I know I messed up my body pretty good, but to my dismay I'm discovering that the consequences of my past vices have manifested specifically as a more-than-usual impotence. Also, there seems to be a psychological correlation tied to the fact that we used to make love exclusively involving drugs and (toward the end) pornography. I hesitate to use the word "love," but I still believe there was something honest and tender beneath the wreck we had made of things. Now, I'm not willing and can't risk finding out if drugs (prescription or otherwise) would bring back some performance. But I've verified that pornography does, though I'm reluctant to introduce this to any future relationship. I sure hope there's some other way.

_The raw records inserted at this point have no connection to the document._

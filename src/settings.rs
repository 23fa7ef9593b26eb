//! Runtime settings
//!
//! Loaded from a JSON file. Every field has a default so partial files work.

use std::path::Path;

use glam::Vec2;
use serde::{Deserialize, Serialize};

use crate::camera::Camera;
use crate::consts::{DEFAULT_ZOOM, NUM_BOTS, VIEWPORT_HEIGHT, VIEWPORT_WIDTH};

/// Failure to read or parse a settings file
#[derive(Debug, thiserror::Error)]
pub enum SettingsError {
    #[error("failed to read settings: {0}")]
    Io(#[from] std::io::Error),

    #[error("invalid settings JSON: {0}")]
    Parse(#[from] serde_json::Error),
}

/// Game settings
#[derive(Debug, Clone, PartialEq, Serialize, Deserialize)]
#[serde(default)]
pub struct Settings {
    /// Match seed; `None` picks one from the clock
    pub seed: Option<u64>,
    /// Bots per match
    pub bot_count: usize,

    // === View ===
    pub viewport_width: f32,
    pub viewport_height: f32,
    pub zoom: f32,

    // === Audio ===
    /// Master volume (0.0 - 1.0)
    pub master_volume: f32,
    /// Sound effects volume (0.0 - 1.0)
    pub sfx_volume: f32,
    pub muted: bool,

    /// Safety cap on ticks for headless runs
    pub max_ticks: u64,
}

impl Default for Settings {
    fn default() -> Self {
        Self {
            seed: None,
            bot_count: NUM_BOTS,

            viewport_width: VIEWPORT_WIDTH,
            viewport_height: VIEWPORT_HEIGHT,
            zoom: DEFAULT_ZOOM,

            master_volume: 0.8,
            sfx_volume: 1.0,
            muted: false,

            // Ten minutes of match time
            max_ticks: 60 * 60 * 10,
        }
    }
}

impl Settings {
    /// Parse settings from a JSON string
    pub fn from_json(json: &str) -> Result<Self, SettingsError> {
        Ok(serde_json::from_str(json)?)
    }

    /// Read settings from a JSON file
    pub fn load(path: impl AsRef<Path>) -> Result<Self, SettingsError> {
        let json = std::fs::read_to_string(path.as_ref())?;
        let settings = Self::from_json(&json)?;
        log::info!("Loaded settings from {}", path.as_ref().display());
        Ok(settings)
    }

    /// `load`, falling back to defaults on any error
    pub fn load_or_default(path: impl AsRef<Path>) -> Self {
        match Self::load(path.as_ref()) {
            Ok(settings) => settings,
            Err(e) => {
                log::warn!("{e}; using default settings");
                Self::default()
            }
        }
    }

    pub fn to_json(&self) -> Result<String, SettingsError> {
        Ok(serde_json::to_string_pretty(self)?)
    }

    /// Camera centered on `focus` using the configured view
    pub fn camera(&self, focus: Vec2) -> Camera {
        Camera::follow(
            focus,
            Vec2::new(self.viewport_width, self.viewport_height),
            self.zoom,
        )
    }
}
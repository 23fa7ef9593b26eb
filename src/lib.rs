//! Storm Arena - A top-down arena shooter with a shrinking storm
//!
//! Core modules:
//! - `sim`: Deterministic simulation (combatants, weapons, bots, storm, game flow)
//! - `camera`: World-to-screen viewport transform
//! - `render`: Draw-call emission through a backend-provided `RenderContext`
//! - `audio`: Event-to-sound mapping through a backend-provided `AudioSink`
//! - `settings`: Runtime configuration loaded from JSON

pub mod audio;
pub mod camera;
pub mod render;
pub mod settings;
pub mod sim;

pub use camera::Camera;
pub use settings::{Settings, SettingsError};

use glam::Vec2;

/// Game configuration constants
pub mod consts {
    use std::f32::consts::PI;

    /// Fixed simulation rate
    pub const SIM_HZ: u32 = 60;
    /// Fixed simulation timestep in milliseconds
    pub const SIM_DT_MS: f64 = 1000.0 / SIM_HZ as f64;

    /// World dimensions (world units)
    pub const WORLD_WIDTH: f32 = 1600.0;
    pub const WORLD_HEIGHT: f32 = 1200.0;
    /// Band at the top of the world reserved for the HUD; nothing plays there
    pub const HUD_HEIGHT: f32 = 50.0;

    /// Default viewport size in screen pixels
    pub const VIEWPORT_WIDTH: f32 = 800.0;
    pub const VIEWPORT_HEIGHT: f32 = 600.0;
    /// Default camera zoom (screen pixels per world unit)
    pub const DEFAULT_ZOOM: f32 = 1.0;

    /// Combatant defaults
    pub const COMBATANT_RADIUS: f32 = 20.0;
    pub const MAX_HEALTH: i32 = 100;
    /// Player movement per tick
    pub const PLAYER_SPEED: f32 = 5.0;
    /// Bot movement per tick
    pub const BOT_SPEED: f32 = 3.0;
    /// Projectile-to-combatant hit distance
    pub const HIT_RADIUS: f32 = 20.0;

    /// Bots stop closing in once the target is this near
    pub const BOT_CONTACT_RANGE: f32 = 50.0;
    /// Bots never step within this distance of another combatant
    pub const BOT_SEPARATION: f32 = 40.0;
    /// Bots open fire inside this distance
    pub const BOT_ENGAGE_RANGE: f32 = 300.0;
    /// Per-axis aim error for bot shots
    pub const BOT_AIM_JITTER: f32 = 20.0;
    /// Default number of bots per match
    pub const NUM_BOTS: usize = 3;

    /// Multi-pellet weapon spread
    pub const SHOTGUN_PELLETS: u32 = 5;
    pub const PELLET_SPREAD: f32 = PI / 8.0;

    /// Storm timing and strength
    pub const STORM_DELAY_MS: u64 = 20_000;
    pub const ZONE_SHRINK_PER_TICK: f32 = 0.5;
    pub const ZONE_MIN_RADIUS: f32 = 50.0;
    pub const ZONE_DAMAGE_PER_TICK: i32 = 1;

    /// Countdown before a match goes live
    pub const COUNTDOWN_MS: u64 = 3_000;

    /// Scoring
    pub const SCORE_PER_HIT: u64 = 10;
    pub const SCORE_PER_KILL: u64 = 50;

    /// Cosmetics
    pub const HIT_FLASH_MS: u64 = 100;
    pub const PARTICLES_PER_ELIMINATION: usize = 20;
    pub const MAX_PARTICLES: usize = 256;
    pub const PARTICLE_LIFETIME: f32 = 255.0;
    pub const PARTICLE_DECAY: f32 = 3.0;
    pub const PARTICLE_GRAVITY: f32 = 0.1;
    pub const INDICATOR_LIFETIME_TICKS: u32 = 45;
    pub const TERRAIN_FEATURES: usize = 12;
}

/// Unit vector from `from` toward `to`, or +x when the points coincide
#[inline]
pub fn direction_or_default(from: Vec2, to: Vec2) -> Vec2 {
    (to - from).try_normalize().unwrap_or(Vec2::X)
}

/// Clamp a point into an axis-aligned rectangle
#[inline]
pub fn clamp_to_rect(pos: Vec2, min: Vec2, max: Vec2) -> Vec2 {
    pos.clamp(min, max)
}

/// Rotate a vector by `angle` radians (counter-clockwise)
#[inline]
pub fn rotate(v: Vec2, angle: f32) -> Vec2 {
    Vec2::from_angle(angle).rotate(v)
}

/// Unsigned angle between two non-zero vectors, in [0, π]
#[inline]
pub fn angle_between(a: Vec2, b: Vec2) -> f32 {
    a.angle_to(b).abs()
}

/// Lower corner of the area combatants may occupy
#[inline]
pub fn arena_min() -> Vec2 {
    Vec2::new(
        consts::COMBATANT_RADIUS,
        consts::HUD_HEIGHT + consts::COMBATANT_RADIUS,
    )
}

/// Upper corner of the area combatants may occupy
#[inline]
pub fn arena_max() -> Vec2 {
    Vec2::new(
        consts::WORLD_WIDTH - consts::COMBATANT_RADIUS,
        consts::WORLD_HEIGHT - consts::COMBATANT_RADIUS,
    )
}

/// Center of the playable rectangle (world minus the HUD band)
#[inline]
pub fn arena_center() -> Vec2 {
    Vec2::new(
        consts::WORLD_WIDTH / 2.0,
        (consts::WORLD_HEIGHT + consts::HUD_HEIGHT) / 2.0,
    )
}

/// True while a point lies inside the playable rectangle
#[inline]
pub fn in_playable_bounds(pos: Vec2) -> bool {
    pos.x >= 0.0
        && pos.x <= consts::WORLD_WIDTH
        && pos.y >= consts::HUD_HEIGHT
        && pos.y <= consts::WORLD_HEIGHT
}
//! Helpers for loading candidates.

use std::fs::File;
use std::io::{BufRead, BufReader, Read};

/// Reads a file into a vector of lines
pub fn read_file_lines(filename: &str) -> std::result::Result<Vec<String>, std::io::Error> {
    let file = File::open(filename)?;
    read_lines(file)
}

/// Reads candidates from a reader, one per line
///
/// Trailing `\r` are stripped and empty lines are skipped.
pub fn read_lines<R: Read>(source: R) -> std::result::Result<Vec<String>, std::io::Error> {
    BufReader::new(source)
        .lines()
        .filter_map(|line| match line {
            Ok(l) => {
                let l = l.strip_suffix('\r').map(str::to_string).unwrap_or(l);
                (!l.is_empty()).then_some(Ok(l))
            }
            Err(e) => Some(Err(e)),
        })
        .collect()
}

#[cfg(test)]
mod tests {
    use super::*;
    use std::io::Cursor;

    #[test]
    fn reads_non_empty_lines() {
        let lines = read_lines(Cursor::new("Apple\r\n\nBanana\nApricot")).unwrap();
        assert_eq!(lines, vec!["Apple", "Banana", "Apricot"]);
    }

    #[test]
    fn missing_file_is_an_error() {
        assert!(read_file_lines("/this/file/does/not/exist").is_err());
    }
}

I haven't mentioned any of these specifics to any recent girlfriends and subsequently all of these relationships have ended before becoming anything more than short-term.
In a new relationship, how do I broach the circumstances of my problem as the time arrives when physical intimacy is normally expected?

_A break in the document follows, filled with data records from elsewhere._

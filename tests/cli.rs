use std::io::Write;
use std::process::{Command, Output, Stdio};

use tempfile::NamedTempFile;

fn ac(args: &[&str], stdin: Option<&str>) -> Output {
    let mut child = Command::new(env!("CARGO_BIN_EXE_ac"))
        .args(args)
        .env_remove("AC_DEFAULT_OPTIONS")
        .stdin(Stdio::piped())
        .stdout(Stdio::piped())
        .stderr(Stdio::null())
        .spawn()
        .expect("failed to spawn ac");
    {
        let mut pipe = child.stdin.take().expect("stdin is piped");
        if let Some(input) = stdin {
            pipe.write_all(input.as_bytes()).expect("failed to write stdin");
        }
    }
    child.wait_with_output().expect("failed to wait for ac")
}

fn stdout(output: &Output) -> String {
    String::from_utf8_lossy(&output.stdout).to_string()
}

#[test]
fn filter_from_stdin() {
    let out = ac(&["--filter", "AP"], Some("Apple\nBanana\nApricot\n"));
    assert_eq!(out.status.code(), Some(0));
    assert_eq!(stdout(&out), "Apple\nApricot\n");
}

#[test]
fn filter_caps_rows() {
    let out = ac(&["-f", "a", "-n", "2"], Some("a1\na2\na3\n"));
    assert_eq!(out.status.code(), Some(0));
    assert_eq!(stdout(&out), "a1\na2\n");
}

#[test]
fn filter_without_match() {
    let out = ac(&["--filter", "zz"], Some("Apple\n"));
    assert_eq!(out.status.code(), Some(1));
    assert_eq!(stdout(&out), "");
}

#[test]
fn filter_empty_query_lists_everything() {
    let out = ac(&["--filter", "", "-n", "10"], Some("Apple\nBanana\n"));
    assert_eq!(out.status.code(), Some(0));
    assert_eq!(stdout(&out), "Apple\nBanana\n");
}

#[test]
fn filter_from_source_file() {
    let mut file = NamedTempFile::new().unwrap();
    writeln!(file, "Pineapple\r\nGrape\n\nPear").unwrap();
    let path = file.path().to_str().unwrap();

    let out = ac(&["--source", path, "--filter", "ap"], None);
    assert_eq!(out.status.code(), Some(0));
    assert_eq!(stdout(&out), "Pineapple\nGrape\n");
}

#[test]
fn missing_source_fails() {
    let out = ac(&["--source", "/this/file/does/not/exist", "--filter", "a"], None);
    assert_eq!(out.status.code(), Some(2));
}
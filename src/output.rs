use crossterm::event::KeyEvent;

/// What the field ended with
#[derive(Debug, Clone, PartialEq, Eq)]
pub struct AutoCompleteOutput {
    /// The text in the field when it closed
    pub text: String,
    /// The last suggestion selected, as (text, visible row index)
    pub selection: Option<(String, usize)>,
    /// Whether the user aborted
    pub is_abort: bool,
    /// The last key pressed
    pub final_key: KeyEvent,
}
use unicode_display_width::is_double_width;

#[inline]
pub fn char_display_width(c: char) -> usize {
    if c == '\u{FE0F}' || is_double_width(c) {
        return 2;
    }
    1
}

pub fn str_display_width(s: &str) -> usize {
    s.chars().map(char_display_width).sum()
}

/// Longest prefix of `s` that fits in `width` columns
pub fn truncate_to_width(s: &str, width: usize) -> &str {
    let mut w = 0;
    for (i, c) in s.char_indices() {
        w += char_display_width(c);
        if w > width {
            return &s[..i];
        }
    }
    s
}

Nearly F.U.B.A.R. (in my mid-20s)
Dear FUBAR,
Face it, if you're an addict in recovery, you've already got enough issues. I wouldn't start wishing you were normal all of a sudden, even after four years. It can take twice that time to get even halfway normal. Sheesh, and you're so young, you probably never had a sex life without the drugs.
Remember that moment of clarity when quitting the drugs became more important than the girlfriend or the scintillating underground lifestyle or the clothes or the rock-star thinness or even those increasingly brief flashes of medicated OK-ness? What you need to do is cultivate that memory, carry it with you, relive it, act it out in your daily life. Because that moment is the sexiest and most attractive thing about you: that you quit bullshitting long enough to get clean. Now you're flirting with bullshit again. You're thinking maybe there's a con you can use to get over with a woman. Banish the thought. That way lies madness and death, asylums and jails. So be utterly, utterly frank, without expectation of understanding or sympathy or anything. Admit your fear as you admit it to yourself, without sentimentality, just as frankly as you'd admit that your grandmother was Swedish. That is, not with any shame attached, but just as one more fact in your dossier. If you're an addict, you've got issues, but that doesn't have to be a huge group therapy moment. It's just part of who you are.
I would also consider your overall regimen of fitness, just for your general well-being and also, tangentially, for your sexual performance. Exercise regularly and eat lots of fruit and vegetables.
By the way, the link between addiction and pornography is a fascinating one: instantaneous, worry-free access to the id, to feeling; the messy and chaotic material of the unconscious neatly packaged as tits and ass; or as needle and spoon; or as a bottle and a pocketful of cash: that endless highway of insular well-being stretching out before us as long as we've got the materials at hand to channel our discomfort. But the discomfort is existential and eternal, and until you accept that every day, you're likely to be buying little baggies again real soon.